March 22, 2010 ranks in the top 5 hardest days of my life. That morning I woke up and for the first time in 13 weeks, I got ready for work. I had to put on my big girl pants and do what I had to do. And they were big girl pants. The week before, in anticipation of returning to work I had to go buy new pants because all the pants I had before pregnancy were too small (OK. Way too small). It was not a fun shopping trip and I just grabbed a size that I thought would fit and got the h3ll out of the store. The ended up being a little too big and I just thanked God that they weren't too small.
That day was awful. From the minute I kissed my 10 wk old daughter goodbye until the moment I had her in my arms again. I felt empty the whole day and I filled that hole with M&Ms. Seriously, I am ashamed to admit how many M&Ms I ate during those days. I was popping them like Vicodin.

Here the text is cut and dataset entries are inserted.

//! SQLite-backed event log.
//!
//! The connection and schema are created on first use, exactly once, behind
//! an async one-shot cell; concurrent first calls wait on the same
//! initialization. Call [`SqliteEventLog::connect`] at startup to pay that
//! cost (and surface a bad path) before serving traffic.
//!
//! All SQLite work runs on the blocking pool behind a mutex.

use std::path::{Path, PathBuf};
use std::sync::atomic::{AtomicUsize, Ordering};
use std::sync::{Arc, Mutex};
use std::time::Instant;

use async_trait::async_trait;
use rusqlite::{params, Connection, OptionalExtension};
use tokio::sync::OnceCell;
use tracing::{debug, info};
use weather_core::{
    CityKey, CompactTimestamp, EventRecord, HealthCheck, ObjectPath, StorageError, StorageTier,
};

use super::EventLog;

const SCHEMA: &str = r#"
    CREATE TABLE IF NOT EXISTS weather_events (
        id INTEGER PRIMARY KEY AUTOINCREMENT,
        city TEXT NOT NULL,
        timestamp TEXT NOT NULL,
        path TEXT NOT NULL,
        UNIQUE(city, timestamp)
    );

    CREATE INDEX IF NOT EXISTS idx_weather_events_ts ON weather_events(timestamp);
"#;

#[derive(Debug, Clone)]
enum Location {
    File(PathBuf),
    Memory,
}

impl Location {
    fn describe(&self) -> String {
        match self {
            Self::File(path) => path.display().to_string(),
            Self::Memory => ":memory:".to_string(),
        }
    }
}

fn unavailable(reason: impl Into<String>) -> StorageError {
    StorageError::Unavailable {
        tier: StorageTier::EventLog,
        reason: reason.into(),
    }
}

fn sql_error(e: rusqlite::Error) -> StorageError {
    unavailable(e.to_string())
}

fn open_connection(location: &Location) -> Result<Connection, StorageError> {
    let conn = match location {
        Location::File(path) => {
            if let Some(parent) = path.parent().filter(|p| !p.as_os_str().is_empty()) {
                std::fs::create_dir_all(parent).map_err(|e| StorageError::Io {
                    path: parent.display().to_string(),
                    reason: e.to_string(),
                })?;
            }
            Connection::open(path).map_err(sql_error)?
        }
        Location::Memory => Connection::open_in_memory().map_err(sql_error)?,
    };
    conn.execute_batch(SCHEMA).map_err(sql_error)?;
    Ok(conn)
}

/// Raw row, converted outside the rusqlite closure so a bad value surfaces as
/// a decode error rather than a SQL error.
type RawRow = (String, String, String);

fn to_record(row: RawRow) -> Result<EventRecord, StorageError> {
    let (city, timestamp, path) = row;
    let city = CityKey::parse(&city).map_err(|e| StorageError::Decode {
        path: "weather_events.city".to_string(),
        reason: e.to_string(),
    })?;
    Ok(EventRecord::new(
        city,
        CompactTimestamp::from_stored(timestamp),
        ObjectPath::new(path),
    ))
}

/// SQLite event log.
pub struct SqliteEventLog {
    location: Location,
    conn: OnceCell<Arc<Mutex<Connection>>>,
    initializations: AtomicUsize,
}

impl SqliteEventLog {
    /// Log stored in the database file at `path` (created if missing).
    pub fn new(path: impl Into<PathBuf>) -> Self {
        Self::with_location(Location::File(path.into()))
    }

    /// Log that lives only as long as this value.
    pub fn in_memory() -> Self {
        Self::with_location(Location::Memory)
    }

    fn with_location(location: Location) -> Self {
        Self {
            location,
            conn: OnceCell::new(),
            initializations: AtomicUsize::new(0),
        }
    }

    /// Database file, if file-backed.
    pub fn path(&self) -> Option<&Path> {
        match &self.location {
            Location::File(path) => Some(path),
            Location::Memory => None,
        }
    }

    /// Force initialization now instead of on first use.
    pub async fn connect(&self) -> Result<(), StorageError> {
        self.connection().await.map(|_| ())
    }

    pub fn is_initialized(&self) -> bool {
        self.conn.initialized()
    }

    /// How many times the connection and schema were set up. Never above one.
    pub fn initializations(&self) -> usize {
        self.initializations.load(Ordering::SeqCst)
    }

    async fn connection(&self) -> Result<Arc<Mutex<Connection>>, StorageError> {
        let conn = self
            .conn
            .get_or_try_init(|| async {
                let location = self.location.clone();
                let conn = tokio::task::spawn_blocking(move || open_connection(&location))
                    .await
                    .map_err(|e| unavailable(format!("initialization task failed: {}", e)))??;
                self.initializations.fetch_add(1, Ordering::SeqCst);
                info!(location = %self.location.describe(), "Event log initialized");
                Ok::<_, StorageError>(Arc::new(Mutex::new(conn)))
            })
            .await?;
        Ok(Arc::clone(conn))
    }

    /// Run `f` against the connection on the blocking pool.
    async fn with_connection<T, F>(&self, f: F) -> Result<T, StorageError>
    where
        F: FnOnce(&Connection) -> Result<T, StorageError> + Send + 'static,
        T: Send + 'static,
    {
        let conn = self.connection().await?;
        tokio::task::spawn_blocking(move || {
            let guard = conn.lock().map_err(|_| StorageError::LockPoisoned)?;
            f(&guard)
        })
        .await
        .map_err(|e| unavailable(format!("blocking task failed: {}", e)))?
    }
}

#[async_trait]
impl EventLog for SqliteEventLog {
    async fn put(&self, record: &EventRecord) -> Result<(), StorageError> {
        let record = record.clone();
        self.with_connection(move |conn| {
            conn.execute(
                "INSERT OR REPLACE INTO weather_events (city, timestamp, path) VALUES (?1, ?2, ?3)",
                params![
                    record.city.as_str(),
                    record.timestamp.as_str(),
                    record.path.as_str()
                ],
            )
            .map_err(sql_error)?;
            debug!(city = %record.city, timestamp = %record.timestamp, "Event recorded");
            Ok(())
        })
        .await
    }

    async fn get_latest(&self, city: &CityKey) -> Result<Option<EventRecord>, StorageError> {
        let city = city.clone();
        self.with_connection(move |conn| {
            let row: Option<RawRow> = conn
                .query_row(
                    "SELECT city, timestamp, path FROM weather_events
                     WHERE city = ?1 ORDER BY timestamp DESC LIMIT 1",
                    params![city.as_str()],
                    |row| Ok::<RawRow, rusqlite::Error>((row.get(0)?, row.get(1)?, row.get(2)?)),
                )
                .optional()
                .map_err(sql_error)?;
            row.map(to_record).transpose()
        })
        .await
    }

    async fn history(
        &self,
        city: &CityKey,
        limit: usize,
    ) -> Result<Vec<EventRecord>, StorageError> {
        let city = city.clone();
        let limit = i64::try_from(limit).unwrap_or(i64::MAX);
        self.with_connection(move |conn| {
            let mut stmt = conn
                .prepare(
                    "SELECT city, timestamp, path FROM weather_events
                     WHERE city = ?1 ORDER BY timestamp DESC LIMIT ?2",
                )
                .map_err(sql_error)?;
            let rows = stmt
                .query_map(params![city.as_str(), limit], |row| {
                    Ok::<RawRow, rusqlite::Error>((row.get(0)?, row.get(1)?, row.get(2)?))
                })
                .map_err(sql_error)?;

            let mut records = Vec::new();
            for row in rows {
                records.push(to_record(row.map_err(sql_error)?)?);
            }
            Ok(records)
        })
        .await
    }

    async fn health_check(&self) -> HealthCheck {
        let started = Instant::now();
        let probe = self
            .with_connection(|conn| {
                conn.query_row("SELECT COUNT(*) FROM weather_events", [], |row| {
                    row.get::<_, i64>(0)
                })
                .map_err(sql_error)
            })
            .await;
        let elapsed = started.elapsed().as_millis() as i64;

        match probe {
            Ok(rows) => HealthCheck::healthy("event_log")
                .with_response_time(elapsed)
                .with_metadata("rows", serde_json::json!(rows)),
            Err(e) => HealthCheck::unhealthy("event_log", e.to_string()).with_response_time(elapsed),
        }
    }
}
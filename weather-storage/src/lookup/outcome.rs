//! Lookup results.
//!
//! A lookup has one primary value (the snapshot) and up to three side
//! effects. [`LookupOutcome`] keeps them apart so callers and tests can check
//! what happened to the cache, log and store without the snapshot depending
//! on any of it.

use std::fmt;
use std::time::Duration;

use weather_core::{ObjectPath, PersistenceError, StorageError, WeatherSnapshot};

/// Which tier produced the snapshot.
#[derive(Debug, Clone, Copy, PartialEq, Eq, Hash)]
pub enum LookupSource {
    Cache,
    SecondChance,
    Origin,
}

impl LookupSource {
    pub fn as_str(&self) -> &'static str {
        match self {
            Self::Cache => "cache",
            Self::SecondChance => "second_chance",
            Self::Origin => "origin",
        }
    }
}

impl fmt::Display for LookupSource {
    fn fmt(&self, f: &mut fmt::Formatter<'_>) -> fmt::Result {
        f.write_str(self.as_str())
    }
}

/// Why the second-chance tier could not answer.
#[derive(Debug, Clone, PartialEq, Eq)]
pub enum SecondChanceMiss {
    /// The city has never been fetched.
    NoRecord,
    /// The latest record is older than the TTL.
    Stale { age: Duration },
    /// The event log could not be queried.
    LogUnavailable(StorageError),
    /// The latest record's timestamp does not parse.
    InvalidTimestamp { raw: String },
    /// The record is fresh but its object is missing or corrupt.
    ObjectUnreadable {
        path: ObjectPath,
        source: StorageError,
    },
}

impl SecondChanceMiss {
    pub fn as_str(&self) -> &'static str {
        match self {
            Self::NoRecord => "no_record",
            Self::Stale { .. } => "stale",
            Self::LogUnavailable(_) => "log_unavailable",
            Self::InvalidTimestamp { .. } => "invalid_timestamp",
            Self::ObjectUnreadable { .. } => "object_unreadable",
        }
    }
}

impl fmt::Display for SecondChanceMiss {
    fn fmt(&self, f: &mut fmt::Formatter<'_>) -> fmt::Result {
        match self {
            Self::NoRecord => write!(f, "no record"),
            Self::Stale { age } => write!(f, "stale ({}s old)", age.as_secs()),
            Self::LogUnavailable(e) => write!(f, "event log unavailable: {}", e),
            Self::InvalidTimestamp { raw } => write!(f, "invalid timestamp '{}'", raw),
            Self::ObjectUnreadable { path, source } => {
                write!(f, "object {} unreadable: {}", path, source)
            }
        }
    }
}

/// Result of each write-through step. `None` means the step was not
/// attempted.
#[derive(Debug, Clone, Default, PartialEq, Eq)]
pub struct WriteThrough {
    pub object_store: Option<Result<ObjectPath, PersistenceError>>,
    pub event_log: Option<Result<(), PersistenceError>>,
    pub cache: Option<Result<(), PersistenceError>>,
}

impl WriteThrough {
    /// Every failed step, in write order.
    pub fn failures(&self) -> Vec<&PersistenceError> {
        let mut failures = Vec::new();
        if let Some(Err(e)) = &self.object_store {
            failures.push(e);
        }
        if let Some(Err(e)) = &self.event_log {
            failures.push(e);
        }
        if let Some(Err(e)) = &self.cache {
            failures.push(e);
        }
        failures
    }

    /// True when no attempted step failed.
    pub fn is_clean(&self) -> bool {
        self.failures().is_empty()
    }

    /// Stored path, if the object-store step ran and succeeded.
    pub fn stored_path(&self) -> Option<&ObjectPath> {
        self.object_store.as_ref().and_then(|r| r.as_ref().ok())
    }
}

/// What a lookup returned and what it did on the way.
#[derive(Debug, Clone, PartialEq, Eq)]
pub struct LookupOutcome {
    snapshot: WeatherSnapshot,
    source: LookupSource,
    second_chance: Option<SecondChanceMiss>,
    writes: WriteThrough,
}

impl LookupOutcome {
    pub(crate) fn from_cache(snapshot: WeatherSnapshot) -> Self {
        Self {
            snapshot,
            source: LookupSource::Cache,
            second_chance: None,
            writes: WriteThrough::default(),
        }
    }

    pub(crate) fn from_second_chance(
        snapshot: WeatherSnapshot,
        cache: Result<(), PersistenceError>,
    ) -> Self {
        Self {
            snapshot,
            source: LookupSource::SecondChance,
            second_chance: None,
            writes: WriteThrough {
                cache: Some(cache),
                ..WriteThrough::default()
            },
        }
    }

    pub(crate) fn from_origin(
        snapshot: WeatherSnapshot,
        miss: SecondChanceMiss,
        writes: WriteThrough,
    ) -> Self {
        Self {
            snapshot,
            source: LookupSource::Origin,
            second_chance: Some(miss),
            writes,
        }
    }

    pub fn snapshot(&self) -> &WeatherSnapshot {
        &self.snapshot
    }

    /// Consume the outcome and return the snapshot.
    pub fn into_snapshot(self) -> WeatherSnapshot {
        self.snapshot
    }

    pub fn source(&self) -> LookupSource {
        self.source
    }

    /// Why the second-chance tier fell through. Only set for origin lookups.
    pub fn second_chance_miss(&self) -> Option<&SecondChanceMiss> {
        self.second_chance.as_ref()
    }

    pub fn writes(&self) -> &WriteThrough {
        &self.writes
    }
}

impl AsRef<WeatherSnapshot> for LookupOutcome {
    fn as_ref(&self) -> &WeatherSnapshot {
        &self.snapshot
    }
}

1 year later and things are so different. While I still don't enjoy getting up at the crack of dawn and leaving my baby, she actually loves going to daycare and frequently rushes me out the door sooner than I would like. And truth be told, I relish my commute when I get to listen to my books on CD and have a little me time. The only books at home that I read are written by Dr. Seuss.
And the big girl pants? They got retired this weekend, when I discovered I could take them off with out unbuttoning or unzipping them. They were replaced with some smaller big girl pants and I can see a day when I'll be back in my old wardrobe.